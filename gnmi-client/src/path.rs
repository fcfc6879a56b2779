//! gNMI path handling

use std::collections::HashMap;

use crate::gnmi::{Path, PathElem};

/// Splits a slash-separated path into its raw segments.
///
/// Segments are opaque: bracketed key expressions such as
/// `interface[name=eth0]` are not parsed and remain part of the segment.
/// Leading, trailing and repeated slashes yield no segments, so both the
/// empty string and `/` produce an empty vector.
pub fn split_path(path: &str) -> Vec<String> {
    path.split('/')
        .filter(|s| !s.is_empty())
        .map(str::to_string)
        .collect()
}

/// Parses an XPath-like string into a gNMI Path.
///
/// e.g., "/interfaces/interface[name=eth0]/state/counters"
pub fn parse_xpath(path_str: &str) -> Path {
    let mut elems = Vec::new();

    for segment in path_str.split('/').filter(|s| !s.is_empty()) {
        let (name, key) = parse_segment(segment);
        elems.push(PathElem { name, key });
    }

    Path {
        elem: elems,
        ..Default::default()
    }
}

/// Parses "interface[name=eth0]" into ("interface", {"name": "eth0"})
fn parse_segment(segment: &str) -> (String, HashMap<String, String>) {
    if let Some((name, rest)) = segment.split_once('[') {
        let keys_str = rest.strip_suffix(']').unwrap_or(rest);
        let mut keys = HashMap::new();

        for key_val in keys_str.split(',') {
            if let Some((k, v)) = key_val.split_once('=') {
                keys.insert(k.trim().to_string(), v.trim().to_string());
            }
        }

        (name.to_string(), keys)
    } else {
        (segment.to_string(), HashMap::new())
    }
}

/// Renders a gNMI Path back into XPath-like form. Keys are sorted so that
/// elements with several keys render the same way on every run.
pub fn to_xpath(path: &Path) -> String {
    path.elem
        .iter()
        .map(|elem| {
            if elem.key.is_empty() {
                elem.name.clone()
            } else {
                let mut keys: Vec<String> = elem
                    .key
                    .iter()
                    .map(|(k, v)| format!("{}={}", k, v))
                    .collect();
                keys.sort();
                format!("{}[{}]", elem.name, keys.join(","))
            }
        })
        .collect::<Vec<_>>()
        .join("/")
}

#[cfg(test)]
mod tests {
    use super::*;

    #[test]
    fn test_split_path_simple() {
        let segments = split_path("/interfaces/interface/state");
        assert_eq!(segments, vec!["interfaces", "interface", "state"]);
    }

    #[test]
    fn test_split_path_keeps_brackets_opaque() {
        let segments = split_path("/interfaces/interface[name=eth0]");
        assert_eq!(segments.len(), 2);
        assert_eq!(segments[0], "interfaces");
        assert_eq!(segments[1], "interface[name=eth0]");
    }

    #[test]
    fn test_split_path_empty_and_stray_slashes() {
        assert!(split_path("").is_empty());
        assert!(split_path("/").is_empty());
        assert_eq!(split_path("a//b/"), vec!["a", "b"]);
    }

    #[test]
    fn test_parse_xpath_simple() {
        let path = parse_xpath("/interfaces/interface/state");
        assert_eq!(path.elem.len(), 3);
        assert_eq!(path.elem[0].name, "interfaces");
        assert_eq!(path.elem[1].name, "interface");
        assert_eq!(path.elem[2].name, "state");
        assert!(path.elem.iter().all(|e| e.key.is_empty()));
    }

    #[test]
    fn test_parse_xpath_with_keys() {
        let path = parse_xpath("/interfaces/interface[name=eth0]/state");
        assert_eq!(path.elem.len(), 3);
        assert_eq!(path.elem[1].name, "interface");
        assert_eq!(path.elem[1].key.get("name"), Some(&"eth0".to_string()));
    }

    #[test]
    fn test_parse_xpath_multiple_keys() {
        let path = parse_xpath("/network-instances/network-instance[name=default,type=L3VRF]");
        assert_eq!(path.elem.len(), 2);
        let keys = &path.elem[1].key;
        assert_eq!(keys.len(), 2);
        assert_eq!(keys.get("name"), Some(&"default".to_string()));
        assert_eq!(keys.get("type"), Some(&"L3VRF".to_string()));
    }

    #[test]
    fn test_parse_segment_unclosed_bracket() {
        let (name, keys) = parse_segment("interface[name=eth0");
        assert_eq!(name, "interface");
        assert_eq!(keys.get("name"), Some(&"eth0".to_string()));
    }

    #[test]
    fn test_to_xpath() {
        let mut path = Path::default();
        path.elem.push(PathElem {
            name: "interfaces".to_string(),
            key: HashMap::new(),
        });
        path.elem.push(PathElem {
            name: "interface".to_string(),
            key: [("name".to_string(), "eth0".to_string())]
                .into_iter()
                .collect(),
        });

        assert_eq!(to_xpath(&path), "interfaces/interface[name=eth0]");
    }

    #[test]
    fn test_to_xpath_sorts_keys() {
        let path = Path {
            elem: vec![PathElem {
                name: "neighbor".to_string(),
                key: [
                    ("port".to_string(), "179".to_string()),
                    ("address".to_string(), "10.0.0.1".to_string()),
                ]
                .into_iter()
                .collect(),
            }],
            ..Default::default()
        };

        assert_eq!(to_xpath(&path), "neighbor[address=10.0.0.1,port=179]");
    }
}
* * *
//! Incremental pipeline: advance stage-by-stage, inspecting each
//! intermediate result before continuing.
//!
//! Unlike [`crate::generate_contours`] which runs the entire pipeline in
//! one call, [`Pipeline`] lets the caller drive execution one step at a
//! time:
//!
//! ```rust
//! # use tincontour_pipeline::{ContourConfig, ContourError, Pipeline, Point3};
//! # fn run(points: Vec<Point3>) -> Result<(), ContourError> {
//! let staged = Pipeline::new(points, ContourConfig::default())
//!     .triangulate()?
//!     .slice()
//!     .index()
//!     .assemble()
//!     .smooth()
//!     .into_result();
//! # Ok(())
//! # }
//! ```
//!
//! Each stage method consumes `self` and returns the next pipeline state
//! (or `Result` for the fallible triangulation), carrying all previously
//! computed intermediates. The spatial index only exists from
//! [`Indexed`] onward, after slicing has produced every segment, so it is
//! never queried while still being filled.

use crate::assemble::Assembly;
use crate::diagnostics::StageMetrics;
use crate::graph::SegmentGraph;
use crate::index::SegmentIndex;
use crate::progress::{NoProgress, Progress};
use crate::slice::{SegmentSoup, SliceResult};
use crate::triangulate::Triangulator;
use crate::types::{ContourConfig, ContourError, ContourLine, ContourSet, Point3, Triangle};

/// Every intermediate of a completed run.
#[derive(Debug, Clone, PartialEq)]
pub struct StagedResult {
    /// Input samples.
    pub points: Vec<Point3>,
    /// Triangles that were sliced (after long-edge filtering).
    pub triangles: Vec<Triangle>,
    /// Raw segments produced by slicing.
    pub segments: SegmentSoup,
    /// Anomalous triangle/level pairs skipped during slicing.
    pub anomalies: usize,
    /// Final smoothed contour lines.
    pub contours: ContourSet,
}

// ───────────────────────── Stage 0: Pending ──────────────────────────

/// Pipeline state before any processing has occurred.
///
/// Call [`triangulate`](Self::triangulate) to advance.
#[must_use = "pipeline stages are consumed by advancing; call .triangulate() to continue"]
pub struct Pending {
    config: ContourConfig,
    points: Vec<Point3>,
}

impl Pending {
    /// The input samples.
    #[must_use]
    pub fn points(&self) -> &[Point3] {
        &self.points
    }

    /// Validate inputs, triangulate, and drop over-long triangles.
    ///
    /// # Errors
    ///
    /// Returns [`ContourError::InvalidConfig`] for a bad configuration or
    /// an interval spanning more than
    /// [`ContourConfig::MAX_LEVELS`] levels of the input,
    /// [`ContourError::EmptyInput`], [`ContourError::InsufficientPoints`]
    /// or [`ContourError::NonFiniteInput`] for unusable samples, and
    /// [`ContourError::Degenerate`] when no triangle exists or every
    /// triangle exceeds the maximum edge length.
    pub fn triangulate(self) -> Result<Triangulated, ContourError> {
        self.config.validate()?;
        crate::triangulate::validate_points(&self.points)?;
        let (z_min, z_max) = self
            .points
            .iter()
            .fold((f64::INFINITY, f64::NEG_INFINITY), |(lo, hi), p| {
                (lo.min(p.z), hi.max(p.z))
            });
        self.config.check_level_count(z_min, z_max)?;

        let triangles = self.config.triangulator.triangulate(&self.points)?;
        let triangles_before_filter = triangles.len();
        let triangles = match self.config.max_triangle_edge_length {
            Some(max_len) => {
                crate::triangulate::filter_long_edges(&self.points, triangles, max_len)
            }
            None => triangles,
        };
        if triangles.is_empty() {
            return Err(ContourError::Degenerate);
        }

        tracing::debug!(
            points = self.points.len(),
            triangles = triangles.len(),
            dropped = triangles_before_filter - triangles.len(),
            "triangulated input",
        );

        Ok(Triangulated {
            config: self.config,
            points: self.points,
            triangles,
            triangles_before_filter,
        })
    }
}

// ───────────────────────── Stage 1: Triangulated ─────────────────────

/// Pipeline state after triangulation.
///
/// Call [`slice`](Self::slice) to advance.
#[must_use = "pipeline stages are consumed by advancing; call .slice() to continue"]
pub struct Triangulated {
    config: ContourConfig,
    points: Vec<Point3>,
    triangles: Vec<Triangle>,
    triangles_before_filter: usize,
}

INSTRUCTIONS FOR THE TASK
In the listing above, the lines from the one containing "gNMI path handling" through the one containing "let mut keys = HashMap::new();" must be set down exactly, with no other lines.

ANSWER BOX
//! gNMI path handling

use std::collections::HashMap;

use crate::gnmi::{Path, PathElem};

/// Splits a slash-separated path into its raw segments.
///
/// Segments are opaque: bracketed key expressions such as
/// `interface[name=eth0]` are not parsed and remain part of the segment.
/// Leading, trailing and repeated slashes yield no segments, so both the
/// empty string and `/` produce an empty vector.
pub fn split_path(path: &str) -> Vec<String> {
    path.split('/')
        .filter(|s| !s.is_empty())
        .map(str::to_string)
        .collect()
}

/// Parses an XPath-like string into a gNMI Path.
///
/// e.g., "/interfaces/interface[name=eth0]/state/counters"
pub fn parse_xpath(path_str: &str) -> Path {
    let mut elems = Vec::new();

    for segment in path_str.split('/').filter(|s| !s.is_empty()) {
        let (name, key) = parse_segment(segment);
        elems.push(PathElem { name, key });
    }

    Path {
        elem: elems,
        ..Default::default()
    }
}

/// Parses "interface[name=eth0]" into ("interface", {"name": "eth0"})
fn parse_segment(segment: &str) -> (String, HashMap<String, String>) {
    if let Some((name, rest)) = segment.split_once('[') {
        let keys_str = rest.strip_suffix(']').unwrap_or(rest);
        let mut keys = HashMap::new();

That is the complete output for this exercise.